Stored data

########

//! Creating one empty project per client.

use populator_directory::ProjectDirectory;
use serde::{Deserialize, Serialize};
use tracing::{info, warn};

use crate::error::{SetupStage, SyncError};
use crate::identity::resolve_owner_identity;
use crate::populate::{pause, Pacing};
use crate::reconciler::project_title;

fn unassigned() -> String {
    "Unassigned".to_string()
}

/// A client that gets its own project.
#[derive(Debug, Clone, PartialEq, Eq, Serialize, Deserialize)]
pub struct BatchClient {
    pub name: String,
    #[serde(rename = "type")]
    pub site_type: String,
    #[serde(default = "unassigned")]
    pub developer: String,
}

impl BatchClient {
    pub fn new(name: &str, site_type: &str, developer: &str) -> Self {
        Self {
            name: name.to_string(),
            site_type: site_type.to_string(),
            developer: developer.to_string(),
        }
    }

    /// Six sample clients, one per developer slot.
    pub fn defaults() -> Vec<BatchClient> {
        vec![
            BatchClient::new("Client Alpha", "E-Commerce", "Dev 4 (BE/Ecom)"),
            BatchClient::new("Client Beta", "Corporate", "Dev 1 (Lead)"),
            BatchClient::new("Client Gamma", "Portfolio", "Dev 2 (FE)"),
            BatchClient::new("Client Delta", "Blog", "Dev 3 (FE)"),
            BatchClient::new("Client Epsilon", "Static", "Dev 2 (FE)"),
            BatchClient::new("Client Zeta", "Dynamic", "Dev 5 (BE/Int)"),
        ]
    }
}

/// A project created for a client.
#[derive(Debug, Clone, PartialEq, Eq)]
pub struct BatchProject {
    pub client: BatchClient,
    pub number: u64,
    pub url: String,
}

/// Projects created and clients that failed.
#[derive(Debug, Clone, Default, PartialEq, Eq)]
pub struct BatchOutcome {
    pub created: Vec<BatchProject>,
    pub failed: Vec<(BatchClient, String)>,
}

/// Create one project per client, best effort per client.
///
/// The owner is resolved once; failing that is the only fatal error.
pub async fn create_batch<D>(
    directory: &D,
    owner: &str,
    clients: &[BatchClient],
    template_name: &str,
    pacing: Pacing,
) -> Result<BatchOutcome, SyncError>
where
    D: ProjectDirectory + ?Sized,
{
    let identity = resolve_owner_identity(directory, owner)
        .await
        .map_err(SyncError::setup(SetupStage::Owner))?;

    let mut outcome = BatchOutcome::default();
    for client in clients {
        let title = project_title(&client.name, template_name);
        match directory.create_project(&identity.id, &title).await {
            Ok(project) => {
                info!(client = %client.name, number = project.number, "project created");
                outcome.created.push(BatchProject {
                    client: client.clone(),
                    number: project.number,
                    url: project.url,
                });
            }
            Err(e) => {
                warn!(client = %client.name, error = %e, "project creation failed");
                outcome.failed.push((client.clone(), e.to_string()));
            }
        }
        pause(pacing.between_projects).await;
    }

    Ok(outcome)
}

########

* **Your assignment**
Each entry above is to be returned exactly as given.

* **Answer box**
//! Creating one empty project per client.

use populator_directory::ProjectDirectory;
use serde::{Deserialize, Serialize};
use tracing::{info, warn};

use crate::error::{SetupStage, SyncError};
use crate::identity::resolve_owner_identity;
use crate::populate::{pause, Pacing};
use crate::reconciler::project_title;

fn unassigned() -> String {
    "Unassigned".to_string()
}

/// A client that gets its own project.
#[derive(Debug, Clone, PartialEq, Eq, Serialize, Deserialize)]
pub struct BatchClient {
    pub name: String,
    #[serde(rename = "type")]
    pub site_type: String,
    #[serde(default = "unassigned")]
    pub developer: String,
}

impl BatchClient {
    pub fn new(name: &str, site_type: &str, developer: &str) -> Self {
        Self {
            name: name.to_string(),
            site_type: site_type.to_string(),
            developer: developer.to_string(),
        }
    }

    /// Six sample clients, one per developer slot.
    pub fn defaults() -> Vec<BatchClient> {
        vec![
            BatchClient::new("Client Alpha", "E-Commerce", "Dev 4 (BE/Ecom)"),
            BatchClient::new("Client Beta", "Corporate", "Dev 1 (Lead)"),
            BatchClient::new("Client Gamma", "Portfolio", "Dev 2 (FE)"),
            BatchClient::new("Client Delta", "Blog", "Dev 3 (FE)"),
            BatchClient::new("Client Epsilon", "Static", "Dev 2 (FE)"),
            BatchClient::new("Client Zeta", "Dynamic", "Dev 5 (BE/Int)"),
        ]
    }
}

/// A project created for a client.
#[derive(Debug, Clone, PartialEq, Eq)]
pub struct BatchProject {
    pub client: BatchClient,
    pub number: u64,
    pub url: String,
}

/// Projects created and clients that failed.
#[derive(Debug, Clone, Default, PartialEq, Eq)]
pub struct BatchOutcome {
    pub created: Vec<BatchProject>,
    pub failed: Vec<(BatchClient, String)>,
}

/// Create one project per client, best effort per client.
///
/// The owner is resolved once; failing that is the only fatal error.
pub async fn create_batch<D>(
    directory: &D,
    owner: &str,
    clients: &[BatchClient],
    template_name: &str,
    pacing: Pacing,
) -> Result<BatchOutcome, SyncError>
where
    D: ProjectDirectory + ?Sized,
{
    let identity = resolve_owner_identity(directory, owner)
        .await
        .map_err(SyncError::setup(SetupStage::Owner))?;

    let mut outcome = BatchOutcome::default();
    for client in clients {
        let title = project_title(&client.name, template_name);
        match directory.create_project(&identity.id, &title).await {
            Ok(project) => {
                info!(client = %client.name, number = project.number, "project created");
                outcome.created.push(BatchProject {
                    client: client.clone(),
                    number: project.number,
                    url: project.url,
                });
            }
            Err(e) => {
                warn!(client = %client.name, error = %e, "project creation failed");
                outcome.failed.push((client.clone(), e.to_string()));
            }
        }
        pause(pacing.between_projects).await;
    }

    Ok(outcome)
}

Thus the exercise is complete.